The affected person has puffiness of the face and ankles and at the same time scanty and noticeably blood-stained urine. On examination, loose tissues show edema, and the fluid is easily displaced by light pressure; both the blood pressure and the blood levels of urea are slightly or moderately increased. The illness is an alarming one, but the fact is that the acute attack of glomerulonephritis needs no particular treatment other than the eradication of the infection or withdrawal of the offending drug, with some restriction of fluid and protein. Nine out of 10 affected persons recover completely. Exceptional outbreaks, with a higher mortality, have sometimes been observed. A very few patients may die in the acute attack, however, or in a few months’ time, when the impact of the disease has been unusually severe. Another possibility is that the affected person may appear to have recovered completely, having lost all symptoms; but the disease process remains active, and there is progressive loss of nephrons, leading ultimately to chronic renal failure. This process may take many years, for most of which the person has no definite symptoms of latent nephritis except that the urine contains protein and small numbers of red blood cells. It need not be assumed, however, that the finding of protein in the urine (proteinuria) in the absence of symptoms means automatically that the patient has kidney disease; symptomless proteinuria has many causes and may indeed be found in young people who never develop any later evidence of renal disease.
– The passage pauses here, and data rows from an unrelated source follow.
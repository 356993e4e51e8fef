//! Redshift over the Postgres wire protocol.
//!
//! Sequence numbers live in varchar columns and are parsed back into
//! [`SequenceNumber`] here; the SQL never compares them. Redshift has no
//! array binds, so `IN` lists are expanded into numbered placeholders.

use async_trait::async_trait;
use chrono::NaiveDateTime;
use snafu::prelude::*;
use sqlx::postgres::PgPoolOptions;
use sqlx::{PgExecutor, PgPool, Postgres, Transaction};
use tracing::{debug, info};

use super::{
    BulkLoadRequest, BulkLoadStatus, LOAD_ERROR_LIMIT, LoadErrorRow, Warehouse,
    WarehouseTransaction, first_query_only,
};
use crate::checkpoint::{CheckpointRow, LedgerKey, NewCheckpoint};
use crate::config::WarehouseConfig;
use crate::error::{ConnectSnafu, LedgerSequenceSnafu, SqlSnafu, WarehouseError};
use crate::sequence::SequenceNumber;

const LEDGER_COLUMNS: &str = "stream_name, shard_id, table_name, \
     starting_sequence_number, ending_sequence_number, load_timestamp";

type LedgerTuple = (String, String, String, String, String, NaiveDateTime);
type LoadErrorTuple = (i64, String, i64, String, String, String, i32, String);

/// Pooled connection to a Redshift cluster.
#[derive(Clone)]
pub struct RedshiftWarehouse {
    pool: PgPool,
    ledger_table: String,
}

impl RedshiftWarehouse {
    pub async fn connect(config: &WarehouseConfig) -> Result<Self, WarehouseError> {
        let pool = PgPoolOptions::new()
            .max_connections(config.max_connections)
            .connect(&config.url)
            .await
            .context(ConnectSnafu)?;
        info!(ledger_table = %config.ledger_table, "Connected to warehouse");

        Ok(Self {
            pool,
            ledger_table: config.ledger_table.clone(),
        })
    }
}

#[async_trait]
impl Warehouse for RedshiftWarehouse {
    async fn begin(&self) -> Result<Box<dyn WarehouseTransaction>, WarehouseError> {
        let tx = self
            .pool
            .begin()
            .await
            .context(SqlSnafu { statement: "begin" })?;
        Ok(Box::new(RedshiftTransaction {
            tx,
            ledger_table: self.ledger_table.clone(),
        }))
    }

    async fn recent_checkpoints(
        &self,
        key: &LedgerKey,
        limit: usize,
    ) -> Result<Vec<CheckpointRow>, WarehouseError> {
        let (sql, binds) = recent_checkpoints_sql(&self.ledger_table, key, limit);
        fetch_checkpoints(&self.pool, &sql, binds).await
    }

    async fn checkpoints(
        &self,
        table: &str,
        stream: &str,
        shard_ids: &[String],
    ) -> Result<Vec<CheckpointRow>, WarehouseError> {
        let (sql, binds) = checkpoints_sql(&self.ledger_table, table, stream, shard_ids);
        fetch_checkpoints(&self.pool, &sql, binds).await
    }

    async fn load_errors(
        &self,
        table: &str,
        files: &[String],
    ) -> Result<Vec<LoadErrorRow>, WarehouseError> {
        if files.is_empty() {
            return Ok(Vec::new());
        }

        let sql = load_errors_sql(files.len());
        // stv_tbl_perm holds unqualified names.
        let bare_table = table.rsplit('.').next().unwrap_or(table);
        let mut query = sqlx::query_as::<_, LoadErrorTuple>(&sql).bind(bare_table);
        for file in files {
            query = query.bind(file);
        }

        let rows = query
            .fetch_all(&self.pool)
            .await
            .context(SqlSnafu {
                statement: "select stl_load_errors",
            })?
            .into_iter()
            .map(
                |(
                    query_id,
                    filename,
                    line_number,
                    column,
                    raw_line,
                    raw_field_value,
                    error_code,
                    reason,
                )| LoadErrorRow {
                    query_id,
                    filename,
                    line_number,
                    column,
                    raw_line,
                    raw_field_value,
                    error_code,
                    reason,
                },
            )
            .collect();
        Ok(first_query_only(rows))
    }

    async fn execute_ddl(&self, ddl: &str) -> Result<(), WarehouseError> {
        sqlx::raw_sql(ddl)
            .execute(&self.pool)
            .await
            .context(SqlSnafu { statement: "ddl" })?;
        Ok(())
    }
}

/// One open Redshift transaction.
pub struct RedshiftTransaction {
    tx: Transaction<'static, Postgres>,
    ledger_table: String,
}

#[async_trait]
impl WarehouseTransaction for RedshiftTransaction {
    async fn recent_checkpoints(
        &mut self,
        key: &LedgerKey,
        limit: usize,
    ) -> Result<Vec<CheckpointRow>, WarehouseError> {
        let (sql, binds) = recent_checkpoints_sql(&self.ledger_table, key, limit);
        fetch_checkpoints(&mut *self.tx, &sql, binds).await
    }

    async fn checkpoints(
        &mut self,
        table: &str,
        stream: &str,
        shard_ids: &[String],
    ) -> Result<Vec<CheckpointRow>, WarehouseError> {
        let (sql, binds) = checkpoints_sql(&self.ledger_table, table, stream, shard_ids);
        fetch_checkpoints(&mut *self.tx, &sql, binds).await
    }

    async fn insert_checkpoints(&mut self, rows: &[NewCheckpoint]) -> Result<(), WarehouseError> {
        if rows.is_empty() {
            return Ok(());
        }

        let sql = insert_checkpoints_sql(&self.ledger_table, rows.len());
        let mut query = sqlx::query(&sql);
        for row in rows {
            query = query
                .bind(&row.key.stream)
                .bind(&row.key.shard_id)
                .bind(&row.key.table)
                .bind(row.range.start.to_string())
                .bind(row.range.end.to_string());
        }
        query.execute(&mut *self.tx).await.context(SqlSnafu {
            statement: "insert checkpoints",
        })?;
        debug!(rows = rows.len(), "Inserted checkpoint rows");
        Ok(())
    }

    async fn bulk_load(
        &mut self,
        request: &BulkLoadRequest,
    ) -> Result<BulkLoadStatus, WarehouseError> {
        let sql = copy_sql(request);
        match sqlx::Executor::execute(&mut *self.tx, sqlx::raw_sql(&sql)).await {
            Ok(_) => {}
            // The server rejected the load; the transaction is now aborted.
            Err(sqlx::Error::Database(e)) => {
                return Ok(BulkLoadStatus::Failed {
                    message: e.message().to_string(),
                });
            }
            Err(source) => return Err(source).context(SqlSnafu { statement: "copy" }),
        }

        let rows: i64 = sqlx::query_scalar("SELECT pg_last_copy_count()::bigint")
            .fetch_one(&mut *self.tx)
            .await
            .context(SqlSnafu {
                statement: "pg_last_copy_count",
            })?;
        Ok(BulkLoadStatus::Loaded {
            rows: rows.max(0) as u64,
        })
    }

    async fn commit(self: Box<Self>) -> Result<(), WarehouseError> {
        self.tx
            .commit()
            .await
            .context(SqlSnafu { statement: "commit" })
    }

    async fn rollback(self: Box<Self>) -> Result<(), WarehouseError> {
        self.tx
            .rollback()
            .await
            .context(SqlSnafu {
                statement: "rollback",
            })
    }
}

async fn fetch_checkpoints<'e, E>(
    executor: E,
    sql: &str,
    binds: Vec<String>,
) -> Result<Vec<CheckpointRow>, WarehouseError>
where
    E: PgExecutor<'e>,
{
    let mut query = sqlx::query_as::<_, LedgerTuple>(sql);
    for value in binds {
        query = query.bind(value);
    }
    let rows = query.fetch_all(executor).await.context(SqlSnafu {
        statement: "select checkpoints",
    })?;
    rows.into_iter().map(checkpoint_from_tuple).collect()
}

fn checkpoint_from_tuple(
    (stream_name, shard_id, table_name, start, end, load_timestamp): LedgerTuple,
) -> Result<CheckpointRow, WarehouseError> {
    let starting_sequence_number = start
        .trim()
        .parse::<SequenceNumber>()
        .context(LedgerSequenceSnafu {
            shard_id: &shard_id,
        })?;
    let ending_sequence_number = end
        .trim()
        .parse::<SequenceNumber>()
        .context(LedgerSequenceSnafu {
            shard_id: &shard_id,
        })?;

    Ok(CheckpointRow {
        stream_name,
        shard_id,
        table_name,
        starting_sequence_number,
        ending_sequence_number,
        load_timestamp,
    })
}

fn placeholders(from: usize, count: usize) -> String {
    (from..from + count)
        .map(|n| format!("${n}"))
        .collect::<Vec<_>>()
        .join(", ")
}

fn recent_checkpoints_sql(ledger: &str, key: &LedgerKey, limit: usize) -> (String, Vec<String>) {
    let sql = format!(
        "SELECT {LEDGER_COLUMNS} FROM {ledger} \
         WHERE table_name = $1 AND stream_name = $2 AND shard_id = $3 \
         ORDER BY load_timestamp DESC LIMIT {limit}"
    );
    (
        sql,
        vec![key.table.clone(), key.stream.clone(), key.shard_id.clone()],
    )
}

fn checkpoints_sql(
    ledger: &str,
    table: &str,
    stream: &str,
    shard_ids: &[String],
) -> (String, Vec<String>) {
    let mut sql = format!(
        "SELECT {LEDGER_COLUMNS} FROM {ledger} WHERE table_name = $1 AND stream_name = $2"
    );
    if !shard_ids.is_empty() {
        sql.push_str(&format!(
            " AND shard_id IN ({})",
            placeholders(3, shard_ids.len())
        ));
    }
    sql.push_str(" ORDER BY load_timestamp");

    let mut binds = vec![table.to_string(), stream.to_string()];
    binds.extend(shard_ids.iter().cloned());
    (sql, binds)
}

fn insert_checkpoints_sql(ledger: &str, rows: usize) -> String {
    let values = (0..rows)
        .map(|i| format!("({}, GETDATE())", placeholders(i * 5 + 1, 5)))
        .collect::<Vec<_>>()
        .join(", ");
    format!("INSERT INTO {ledger} ({LEDGER_COLUMNS}) VALUES {values}")
}

fn load_errors_sql(files: usize) -> String {
    format!(
        "SELECT sl.query::bigint, TRIM(sl.filename), sl.line_number::bigint, TRIM(sl.colname), \
         TRIM(sl.raw_line), TRIM(sl.raw_field_value), sl.err_code::int, TRIM(sl.err_reason) \
         FROM stl_load_errors sl \
         WHERE sl.tbl IN (SELECT DISTINCT id FROM stv_tbl_perm WHERE TRIM(name) = $1) \
         AND TRIM(sl.filename) IN ({}) \
         ORDER BY sl.starttime DESC LIMIT {LOAD_ERROR_LIMIT}",
        placeholders(2, files)
    )
}

fn quote_literal(value: &str) -> String {
    format!("'{}'", value.replace('\'', "''"))
}

/// `COPY` statement for a manifest of gzip-compressed JSON lines.
pub fn copy_sql(request: &BulkLoadRequest) -> String {
    let mut sql = format!(
        "COPY {} FROM {}",
        request.table,
        quote_literal(&request.manifest_url)
    );
    if let Some(credentials) = &request.credentials {
        sql.push_str(&format!(" CREDENTIALS {}", quote_literal(credentials)));
    }
    sql.push_str(&format!(
        " JSON 'auto' TIMEFORMAT 'auto' GZIP MAXERROR {} MANIFEST",
        request.max_error
    ));
    sql
}

#[cfg(test)]
mod tests {
    use super::*;

    fn request(credentials: Option<&str>) -> BulkLoadRequest {
        BulkLoadRequest {
            table: "clicks".into(),
            manifest_url: "s3://stage/floe/load-1/manifest.json".into(),
            max_error: 2,
            credentials: credentials.map(str::to_string),
        }
    }

    #[test]
    fn test_copy_sql() {
        assert_eq!(
            copy_sql(&request(None)),
            "COPY clicks FROM 's3://stage/floe/load-1/manifest.json' \
             JSON 'auto' TIMEFORMAT 'auto' GZIP MAXERROR 2 MANIFEST"
        );
    }

    #[test]
    fn test_copy_sql_escapes_credentials() {
        let sql = copy_sql(&request(Some("aws_iam_role=arn:aws:iam::1:role/o'brien")));
        assert!(sql.contains("CREDENTIALS 'aws_iam_role=arn:aws:iam::1:role/o''brien'"));
    }

    #[test]
    fn test_checkpoints_sql_placeholders() {
        let (sql, binds) = checkpoints_sql(
            "kinesis_loads",
            "clicks",
            "a.b.clicks",
            &["s1".to_string(), "s2".to_string()],
        );
        assert!(sql.contains("shard_id IN ($3, $4)"));
        assert_eq!(binds, vec!["clicks", "a.b.clicks", "s1", "s2"]);

        let (sql, binds) = checkpoints_sql("kinesis_loads", "clicks", "a.b.clicks", &[]);
        assert!(!sql.contains("shard_id IN"));
        assert_eq!(binds.len(), 2);
    }

    #[test]
    fn test_insert_sql_numbers_every_row() {
        let sql = insert_checkpoints_sql("kinesis_loads", 2);
        assert!(sql.ends_with("VALUES ($1, $2, $3, $4, $5, GETDATE()), ($6, $7, $8, $9, $10, GETDATE())"));
    }

    #[test]
    fn test_load_errors_sql() {
        let sql = load_errors_sql(3);
        assert!(sql.contains("IN ($2, $3, $4)"));
        assert!(sql.ends_with("LIMIT 20"));
    }

    #[test]
    fn test_invalid_ledger_sequence() {
        let tuple = (
            "a.b.clicks".to_string(),
            "s1".to_string(),
            "clicks".to_string(),
            "12x".to_string(),
            "200".to_string(),
            NaiveDateTime::default(),
        );
        assert!(matches!(
            checkpoint_from_tuple(tuple),
            Err(WarehouseError::LedgerSequence { .. })
        ));
    }
}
In summary, glomerulonephritis can lead to renal failure within a few weeks or months, after many years of symptom-free proteinuria, or after a period of massive proteinuria, which causes the nephrotic syndrome. All of these manifestations may sometimes be seen in individuals who have never had, or cannot recall, an acute attack. Renal biopsies in many patients with glomerulonephritis show a range of glomerular reactions that include increased cellularity and basement membrane damage and thickening and varying degrees of progressive destruction of glomeruli. In those who recover, complete resolution of glomerular disease occurs.

A curious form of glomerulonephritis especially common in children is associated with little structural glomerular damage, at least as seen by the ordinary light microscope. Characteristic abnormalities affecting podocytes are revealed by electron microscopy. The condition is usually attended by heavy proteinuria and the nephrotic syndrome. Although the evidence for an immunologic cause of this form of glomerulonephritis is less certain than in other types, and the provoking antigen is unknown, paradoxically the disorder usually promptly resolves when the patient is treated with corticosteroids or other immunosuppressive drugs, and renal failure never occurs.